**Task description:** Whatever appears in the entries must be given again exactly.

[[ Materials provided open ]]

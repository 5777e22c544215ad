// ── Runtime connection configuration ──
//
// Describes where the device lives and how hard to try reaching it. Built by
// the CLI (or any embedder) and handed in; core never reads config files.
// Swapped at runtime through `ConnectionManager::apply_config`.

use std::time::Duration;

use secrecy::SecretString;
use url::Url;

use scarelink_api::{DeviceAddress, ReconnectConfig, TlsMode};

/// Address the device's access point hands itself when unconfigured.
pub const DEFAULT_DEVICE_HOST: &str = "192.168.4.1";

/// Cloud relay coordinates for one device.
#[derive(Debug, Clone)]
pub struct CloudConfig {
    /// Relay root, e.g. `https://scarecrow-prod.example-rtdb.app`.
    pub base_url: Url,
    /// Key under `devices/`.
    pub device_id: String,
    /// Optional relay secret or ID token.
    pub token: Option<SecretString>,
    pub tls: TlsMode,
}

impl CloudConfig {
    pub fn new(base_url: Url, device_id: impl Into<String>) -> Self {
        Self {
            base_url,
            device_id: device_id.into(),
            token: None,
            tls: TlsMode::System,
        }
    }

    pub fn with_token(mut self, token: SecretString) -> Self {
        self.token = Some(token);
        self
    }
}

/// Everything the connectivity layer needs to know.
#[derive(Debug, Clone)]
pub struct ConnectionConfig {
    /// Camera board status endpoint.
    pub status_address: DeviceAddress,
    /// Actuator board WebSocket endpoint.
    pub socket_address: DeviceAddress,
    pub poll_interval: Duration,
    pub probe_timeout: Duration,
    /// Bound on a local connect attempt during arbitration.
    pub connect_timeout: Duration,
    pub reconnect_interval: Duration,
    pub max_reconnect_attempts: u32,
    /// Consecutive non-reachability poll failures before the poll link is
    /// declared down.
    pub poll_failure_threshold: u32,
    /// Presence heartbeats older than this mean offline.
    pub presence_staleness: Duration,
    /// `None` disables the remote mode entirely.
    pub cloud: Option<CloudConfig>,
}

impl Default for ConnectionConfig {
    fn default() -> Self {
        Self::for_host(DEFAULT_DEVICE_HOST)
    }
}

impl ConnectionConfig {
    /// Defaults for a device whose boards share one host.
    pub fn for_host(host: &str) -> Self {
        Self {
            status_address: DeviceAddress::new(host, 80, "/status"),
            socket_address: DeviceAddress::new(host, 81, "/ws"),
            poll_interval: Duration::from_secs(2),
            probe_timeout: Duration::from_secs(5),
            connect_timeout: Duration::from_secs(5),
            reconnect_interval: Duration::from_secs(3),
            max_reconnect_attempts: 5,
            poll_failure_threshold: 3,
            presence_staleness: Duration::from_secs(30),
            cloud: None,
        }
    }

    pub fn with_cloud(mut self, cloud: CloudConfig) -> Self {
        self.cloud = Some(cloud);
        self
    }

    /// Reconnect policy for the socket sub-channel.
    pub fn reconnect(&self) -> ReconnectConfig {
        ReconnectConfig {
            delay: self.reconnect_interval,
            max_attempts: self.max_reconnect_attempts,
        }
    }
}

[[ Materials provided closed ]]

**Output of the exercise:**
repository 5777e22c544215ad
// ── Runtime connection configuration ──
//
// Describes where the device lives and how hard to try reaching it. Built by
// the CLI (or any embedder) and handed in; core never reads config files.
// Swapped at runtime through `ConnectionManager::apply_config`.

use std::time::Duration;

use secrecy::SecretString;
use url::Url;

use scarelink_api::{DeviceAddress, ReconnectConfig, TlsMode};

/// Address the device's access point hands itself when unconfigured.
pub const DEFAULT_DEVICE_HOST: &str = "192.168.4.1";

/// Cloud relay coordinates for one device.
#[derive(Debug, Clone)]
pub struct CloudConfig {
    /// Relay root, e.g. `https://scarecrow-prod.example-rtdb.app`.
    pub base_url: Url,
    /// Key under `devices/`.
    pub device_id: String,
    /// Optional relay secret or ID token.
    pub token: Option<SecretString>,
    pub tls: TlsMode,
}

impl CloudConfig {
    pub fn new(base_url: Url, device_id: impl Into<String>) -> Self {
        Self {
            base_url,
            device_id: device_id.into(),
            token: None,
            tls: TlsMode::System,
        }
    }

    pub fn with_token(mut self, token: SecretString) -> Self {
        self.token = Some(token);
        self
    }
}

/// Everything the connectivity layer needs to know.
#[derive(Debug, Clone)]
pub struct ConnectionConfig {
    /// Camera board status endpoint.
    pub status_address: DeviceAddress,
    /// Actuator board WebSocket endpoint.
    pub socket_address: DeviceAddress,
    pub poll_interval: Duration,
    pub probe_timeout: Duration,
    /// Bound on a local connect attempt during arbitration.
    pub connect_timeout: Duration,
    pub reconnect_interval: Duration,
    pub max_reconnect_attempts: u32,
    /// Consecutive non-reachability poll failures before the poll link is
    /// declared down.
    pub poll_failure_threshold: u32,
    /// Presence heartbeats older than this mean offline.
    pub presence_staleness: Duration,
    /// `None` disables the remote mode entirely.
    pub cloud: Option<CloudConfig>,
}

impl Default for ConnectionConfig {
    fn default() -> Self {
        Self::for_host(DEFAULT_DEVICE_HOST)
    }
}

impl ConnectionConfig {
    /// Defaults for a device whose boards share one host.
    pub fn for_host(host: &str) -> Self {
        Self {
            status_address: DeviceAddress::new(host, 80, "/status"),
            socket_address: DeviceAddress::new(host, 81, "/ws"),
            poll_interval: Duration::from_secs(2),
            probe_timeout: Duration::from_secs(5),
            connect_timeout: Duration::from_secs(5),
            reconnect_interval: Duration::from_secs(3),
            max_reconnect_attempts: 5,
            poll_failure_threshold: 3,
            presence_staleness: Duration::from_secs(30),
            cloud: None,
        }
    }

    pub fn with_cloud(mut self, cloud: CloudConfig) -> Self {
        self.cloud = Some(cloud);
        self
    }

    /// Reconnect policy for the socket sub-channel.
    pub fn reconnect(&self) -> ReconnectConfig {
        ReconnectConfig {
            delay: self.reconnect_interval,
            max_attempts: self.max_reconnect_attempts,
        }
    }
}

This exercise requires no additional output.